## ABOUT THIS EXERCISE:
The answer must be every line from the entries below that includes "shutdown".
======== DATA EXTRACTS
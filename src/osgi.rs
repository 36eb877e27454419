//! High-level operations tests call on component instances.

use std::any::{type_name, Any, TypeId};
use std::sync::Arc;

use crate::context::MockBundleContext;
use crate::error::{OsgiError, OsgiResult};
use crate::injector;
use crate::lifecycle::{self, DEACTIVATION_REASON_UNSPECIFIED};
use crate::merge::{merge_for_activation, merge_with_metadata};
use crate::metadata::ComponentClass;
use crate::properties::Properties;
use crate::registry::AnyArc;

/// Entry points mirroring what a Declarative Services runtime does to a
/// component: inject, activate, modify, deactivate, register.
///
/// Every operation needs the component type to be registered with the
/// context's [`MetadataRegistry`](crate::MetadataRegistry) and fails with
/// [`OsgiError::NoScrMetadata`] otherwise.
///
/// # Examples
///
/// ```rust
/// use osgi_mock::{properties, ComponentClass, MockOsgi, OsgiMetadata};
/// use std::sync::atomic::{AtomicBool, Ordering};
///
/// #[derive(Default)]
/// struct Heartbeat {
///     running: AtomicBool,
/// }
///
/// let ctx = MockOsgi::new_bundle_context();
/// ctx.register_class(
///     ComponentClass::builder::<Heartbeat>(OsgiMetadata::new("demo.Heartbeat").with_service_interface("demo.Heartbeat"))
///         .default_constructor()
///         .method("activate", &[], |h, _| {
///             h.running.store(true, Ordering::SeqCst);
///             Ok(())
///         })
///         .build(),
/// );
///
/// let heartbeat = MockOsgi::register_injected_activate_service::<Heartbeat>(&ctx, properties! {}).unwrap();
/// assert!(heartbeat.running.load(Ordering::SeqCst));
/// assert!(ctx.service_reference("demo.Heartbeat").is_some());
/// ```
pub struct MockOsgi;

impl MockOsgi {
    pub fn new_bundle_context() -> MockBundleContext {
        MockBundleContext::new()
    }

    /// Injects every non-constructor reference of `instance`.
    pub fn inject_services<T: Any + Send + Sync>(
        instance: &Arc<T>,
        context: &MockBundleContext,
        properties: Properties,
    ) -> OsgiResult<()> {
        let class = class_for::<T>(context)?;
        let properties = merge_with_metadata(class.metadata(), context.configuration_admin(), &properties)?;
        injector::inject_services(context, &erase(instance), &class, &properties)
    }

    /// Calls the activate method with the merged component properties.
    pub fn activate<T: Any + Send + Sync>(
        instance: &Arc<T>,
        context: &MockBundleContext,
        properties: Properties,
    ) -> OsgiResult<()> {
        let class = class_for::<T>(context)?;
        let properties = merge_for_activation(class.metadata(), context.configuration_admin(), &properties)?;
        lifecycle::activate(context, &erase(instance), &class, &properties)
    }

    pub fn deactivate<T: Any + Send + Sync>(
        instance: &Arc<T>,
        context: &MockBundleContext,
        properties: Properties,
    ) -> OsgiResult<()> {
        Self::deactivate_with_reason(instance, context, properties, DEACTIVATION_REASON_UNSPECIFIED)
    }

    /// Like [`deactivate`](Self::deactivate) with an explicit reason code
    /// for `(reason)` parameters.
    pub fn deactivate_with_reason<T: Any + Send + Sync>(
        instance: &Arc<T>,
        context: &MockBundleContext,
        properties: Properties,
        reason: i32,
    ) -> OsgiResult<()> {
        let class = class_for::<T>(context)?;
        let properties = merge_for_activation(class.metadata(), context.configuration_admin(), &properties)?;
        lifecycle::deactivate(context, &erase(instance), &class, &properties, reason)
    }

    pub fn modified<T: Any + Send + Sync>(
        instance: &Arc<T>,
        context: &MockBundleContext,
        properties: Properties,
    ) -> OsgiResult<()> {
        let class = class_for::<T>(context)?;
        let properties = merge_for_activation(class.metadata(), context.configuration_admin(), &properties)?;
        lifecycle::modified(context, &erase(instance), &class, &properties)
    }

    /// Constructs (preferring constructor injection), injects and activates
    /// a new `T` without publishing it.
    pub fn activate_injected_service<T: Any + Send + Sync>(
        context: &MockBundleContext,
        properties: Properties,
    ) -> OsgiResult<Arc<T>> {
        let (instance, _) = build::<T>(context, properties)?;
        typed(instance)
    }

    /// [`activate_injected_service`](Self::activate_injected_service), then
    /// registers the instance under the component's service interfaces.
    pub fn register_injected_activate_service<T: Any + Send + Sync>(
        context: &MockBundleContext,
        properties: Properties,
    ) -> OsgiResult<Arc<T>> {
        let (instance, properties) = build::<T>(context, properties)?;
        context.register_record(Vec::new(), instance.clone(), properties, None)?;
        typed(instance)
    }

    /// Deactivates everything registered in `context` and releases its
    /// resources.
    pub fn shutdown(context: &MockBundleContext) -> OsgiResult<()> {
        context.shutdown()
    }
}

fn class_for<T: Any>(context: &MockBundleContext) -> OsgiResult<Arc<ComponentClass>> {
    context.metadata().get(TypeId::of::<T>()).ok_or_else(|| OsgiError::NoScrMetadata {
        class: type_name::<T>().to_string(),
    })
}

fn erase<T: Any + Send + Sync>(instance: &Arc<T>) -> AnyArc {
    instance.clone()
}

fn typed<T: Any + Send + Sync>(instance: AnyArc) -> OsgiResult<Arc<T>> {
    instance
        .downcast::<T>()
        .map_err(|_| OsgiError::TypeMismatch(type_name::<T>()))
}

fn build<T: Any + Send + Sync>(context: &MockBundleContext, properties: Properties) -> OsgiResult<(AnyArc, Properties)> {
    let class = class_for::<T>(context)?;
    let properties = merge_for_activation(class.metadata(), context.configuration_admin(), &properties)?;
    let instance = injector::instantiate(context, &class, &properties)?;
    injector::inject_services(context, &instance, &class, &properties)?;
    lifecycle::activate(context, &instance, &class, &properties)?;
    Ok((instance, properties))
}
================
## OUTPUT FOR THIS EXERCISE:
    pub fn shutdown(context: &MockBundleContext) -> OsgiResult<()> {
        context.shutdown()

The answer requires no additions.